== WHAT THE EXERCISE ASKS ==
Read the lines below, and copy any that contain the string "derive".

== Entries taken from a collection ==
// Copyright (c) Microsoft Corporation.
// Licensed under the MIT License.

//! The INTEGRATION broker facade (spec.md §4.11/§6): the external-facing surface that routes
//! each call to whichever registered [`Adapter`] owns the target device.

use std::collections::BTreeMap;

use serde_json::{Map, Value as JsonValue};
use sparkmesh_description::DeviceDescription;

use crate::adapter::Adapter;
use crate::error::{IntegrationError, IntegrationErrorKind};
use crate::model::{DeviceSummary, RejectedParam, SetParametersOutcome, WritableParameters};

/// Governs whether [`IntegrationBroker::set_device_parameters`] applies writable keys when
/// the request also names a non-writable key (spec.md §4.10: "do not partially apply writable
/// ones unless configured to").
#[derive(Debug, Clone, Copy, PartialEq, Eq)]
pub enum StrictMode {
    /// Reject the whole request (no keys applied) if any key is non-writable.
    Strict,
    /// Apply every writable key; report non-writable keys as rejected.
    Permissive,
}

/// Protocol-agnostic facade over one or more [`Adapter`]s and an optional device-description
/// (C10) used to validate `SetDeviceParameters` requests.
pub struct IntegrationBroker {
    adapters: Vec<Box<dyn Adapter>>,
    description: Option<DeviceDescription>,
    strict_mode: StrictMode,
}

impl IntegrationBroker {
    /// Build a broker over `adapters`, with no loaded device-description.
    #[must_use]
    pub fn new(adapters: Vec<Box<dyn Adapter>>, strict_mode: StrictMode) -> Self {
        Self {
            adapters,
            description: None,
            strict_mode,
        }
    }

    /// Attach a loaded device-description, used to validate `SetDeviceParameters` and to
    /// answer `ParseDescriptionWritableParameters`.
    #[must_use]
    pub fn with_description(mut self, description: DeviceDescription) -> Self {
        self.description = Some(description);
        self
    }

    /// `DiscoverDevices() -> list of device summaries`, unioning every adapter.
    ///
    /// # Errors
    /// Returns [`IntegrationError`] if any adapter fails to answer.
    pub async fn discover_devices(&self) -> Result<Vec<DeviceSummary>, IntegrationError> {
        let mut out = Vec::new();
        for adapter in &self.adapters {
            out.extend(adapter.discover_devices().await?);
        }
        Ok(out)
    }

    /// `GetDeviceParameters(id) -> snapshot`.
    ///
    /// # Errors
    /// Returns [`IntegrationErrorKind::NotFound`] if no adapter owns `id`.
    pub async fn get_device_parameters(&self, device_id: &str) -> Result<JsonValue, IntegrationError> {
        self.owning_adapter(device_id).await?.get_device_data(device_id).await
    }

    /// `GetDeviceConfiguration(id) -> effective configuration`, read-through via a
    /// `get_configuration` command.
    ///
    /// # Errors
    /// Returns [`IntegrationError`] if the device is unknown or the adapter is unreachable.
    pub async fn get_device_configuration(&self, device_id: &str) -> Result<JsonValue, IntegrationError> {
        let adapter = self.owning_adapter(device_id).await?;
        adapter.send_device_command(device_id, "get_configuration", BTreeMap::new()).await
    }

    /// `SendDeviceCommand(id, verb, params) -> {status}`.
    ///
    /// # Errors
    /// Returns [`IntegrationError`] if the device is unknown, the adapter is unreachable, or
    /// dispatch fails.
    pub async fn send_device_command(
        &self,
        device_id: &str,
        verb: &str,
        params: BTreeMap<String, JsonValue>,
    ) -> Result<JsonValue, IntegrationError> {
        let adapter = self.owning_adapter(device_id).await?;
        adapter.send_device_command(device_id, verb, params).await
    }

    /// `SetDeviceParameters(id, params) -> {status, applied_params}`. Each key is checked
    /// against the loaded description's writable set (spec.md §4.10); with no description
    /// loaded every key is treated as non-writable, since there is nothing to validate against.
    ///
    /// # Errors
    /// Returns [`IntegrationErrorKind::InvalidParam`] in strict mode if any key is
    /// non-writable, or [`IntegrationError`] if the device is unknown, the adapter is
    /// unreachable, or dispatch fails.
    pub async fn set_device_parameters(
        &self,
        device_id: &str,
        params: BTreeMap<String, JsonValue>,
    ) -> Result<SetParametersOutcome, IntegrationError> {
        let mut applied = BTreeMap::new();
        let mut rejected = Vec::new();
        for (name, value) in params {
            if self.description.as_ref().is_some_and(|d| d.is_writable(&name)) {
                applied.insert(name, value);
            } else {
                rejected.push(RejectedParam {
                    name,
                    reason: "not declared writable by any command or function".to_string(),
                });
            }
        }

        if self.strict_mode == StrictMode::Strict && !rejected.is_empty() {
            return Err(IntegrationErrorKind::InvalidParam {
                name: rejected[0].name.clone(),
                reason: rejected[0].reason.clone(),
            }
            .into());
        }

        let applied_names: Vec<String> = applied.keys().cloned().collect();
        if !applied.is_empty() {
            let adapter = self.owning_adapter(device_id).await?;
            adapter.send_device_command(device_id, "configure", applied).await?;
        }

        Ok(SetParametersOutcome {
            applied: applied_names,
            rejected,
        })
    }

    /// `ParseDescriptionWritableParameters(device_type) -> {functions, commands, templates}`.
    /// `device_type` is accepted for parity with the external surface's signature; this
    /// broker holds at most one loaded description at a time, so the argument is not used to
    /// select among several.
    ///
    /// # Errors
    /// Returns [`IntegrationError`] if no description is loaded.
    pub fn parse_description_writable_parameters(&self, _device_type: &str) -> Result<WritableParameters, IntegrationError> {
        let description = self.description.as_ref().ok_or_else(|| {
            IntegrationErrorKind::Dispatch("no device-description loaded".to_string())
        })?;

        let functions = serde_json::to_value(&description.functions).unwrap_or(JsonValue::Object(Map::new()));
        let commands = serde_json::to_value(&description.commands).unwrap_or(JsonValue::Object(Map::new()));
        let templates =
            serde_json::to_value(&description.configuration_templates).unwrap_or(JsonValue::Object(Map::new()));

        Ok(WritableParameters {
            functions,
            commands,
            templates,
        })
    }

    async fn owning_adapter(&self, device_id: &str) -> Result<&dyn Adapter, IntegrationError> {
        for adapter in &self.adapters {
            if adapter.discover_devices().await?.iter().any(|d| d.device_id == device_id) {
                return Ok(adapter.as_ref());
            }
        }
        Err(IntegrationErrorKind::NotFound {
            device_id: device_id.to_string(),
        }
        .into())
    }
}

#[cfg(test)]
mod tests {
    use std::sync::Mutex;

    use async_trait::async_trait;

    use super::*;

    #[derive(Default)]
    struct StubAdapter {
        devices: Vec<DeviceSummary>,
        commands: Mutex<Vec<(String, String)>>,
    }

    #[async_trait]
    impl Adapter for StubAdapter {
        async fn start(&self) -> Result<(), IntegrationError> {
            Ok(())
        }

        async fn stop(&self) -> Result<(), IntegrationError> {
            Ok(())
        }

        async fn discover_devices(&self) -> Result<Vec<DeviceSummary>, IntegrationError> {
            Ok(self.devices.clone())
        }

        async fn get_device_data(&self, device_id: &str) -> Result<JsonValue, IntegrationError> {
            Ok(serde_json::json!({"device_id": device_id}))
        }

        async fn send_device_command(
            &self,
            device_id: &str,
            verb: &str,
            _parameters: BTreeMap<String, JsonValue>,
        ) -> Result<JsonValue, IntegrationError> {
            self.commands.lock().unwrap().push((device_id.to_string(), verb.to_string()));
            Ok(JsonValue::Null)
        }
    }

    fn one_device_adapter() -> StubAdapter {
        StubAdapter {
            devices: vec![DeviceSummary {
                device_id: "br-1".to_string(),
                device_type: Some("smart-breaker".to_string()),
                status: "Online".to_string(),
            }],
            commands: Mutex::new(Vec::new()),
        }
    }

    fn breaker_description() -> sparkmesh_description::DeviceDescription {
        sparkmesh_description::DeviceDescription::parse(
            r#"<Device xmlns="http://www.opcfoundation.org/FDI/2011/Device">
                <DeviceIdentity><DeviceType>smart-breaker</DeviceType></DeviceIdentity>
                <DeviceCapabilities>
                  <DeviceFunctions>
                    <Function name="configure_pickup">
                      <Parameters><Parameter name="overcurrent_pickup" type="float"/></Parameters>
                    </Function>
                  </DeviceFunctions>
                </DeviceCapabilities>
            </Device>"#,
        )
        .unwrap()
    }

    #[tokio::test]
    async fn discover_devices_unions_every_adapter() {
        let broker = IntegrationBroker::new(vec![Box::new(one_device_adapter())], StrictMode::Permissive);
        let devices = broker.discover_devices().await.unwrap();
        assert_eq!(devices.len(), 1);
    }

    #[tokio::test]
    async fn unknown_device_is_not_found() {
        let broker = IntegrationBroker::new(vec![Box::new(one_device_adapter())], StrictMode::Permissive);
        let err = broker.get_device_parameters("nope").await.unwrap_err();
        assert!(err.is_not_found());
    }

    #[tokio::test]
    async fn strict_mode_rejects_the_whole_request_on_any_non_writable_key() {
        let broker = IntegrationBroker::new(vec![Box::new(one_device_adapter())], StrictMode::Strict)
            .with_description(breaker_description());

        let mut params = BTreeMap::new();
        params.insert("overcurrent_pickup".to_string(), serde_json::json!(120));
        params.insert("serial_number".to_string(), serde_json::json!("X"));

        let err = broker.set_device_parameters("br-1", params).await.unwrap_err();
        assert!(err.to_string().contains("serial_number"));
    }

    #[tokio::test]
    async fn permissive_mode_applies_writable_keys_and_reports_the_rest_rejected() {
        let broker = IntegrationBroker::new(vec![Box::new(one_device_adapter())], StrictMode::Permissive)
            .with_description(breaker_description());

        let mut params = BTreeMap::new();
        params.insert("overcurrent_pickup".to_string(), serde_json::json!(120));
        params.insert("serial_number".to_string(), serde_json::json!("X"));

        let outcome = broker.set_device_parameters("br-1", params).await.unwrap();
        assert_eq!(outcome.applied, vec!["overcurrent_pickup".to_string()]);
        assert_eq!(outcome.rejected.len(), 1);
        assert_eq!(outcome.rejected[0].name, "serial_number");
    }

    #[test]
    fn parse_description_writable_parameters_requires_a_loaded_description() {
        let broker = IntegrationBroker::new(vec![], StrictMode::Permissive);
        assert!(broker.parse_description_writable_parameters("smart-breaker").is_err());
    }
}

== SOLUTION BELOW ==
#[derive(Debug, Clone, Copy, PartialEq, Eq)]
    #[derive(Default)]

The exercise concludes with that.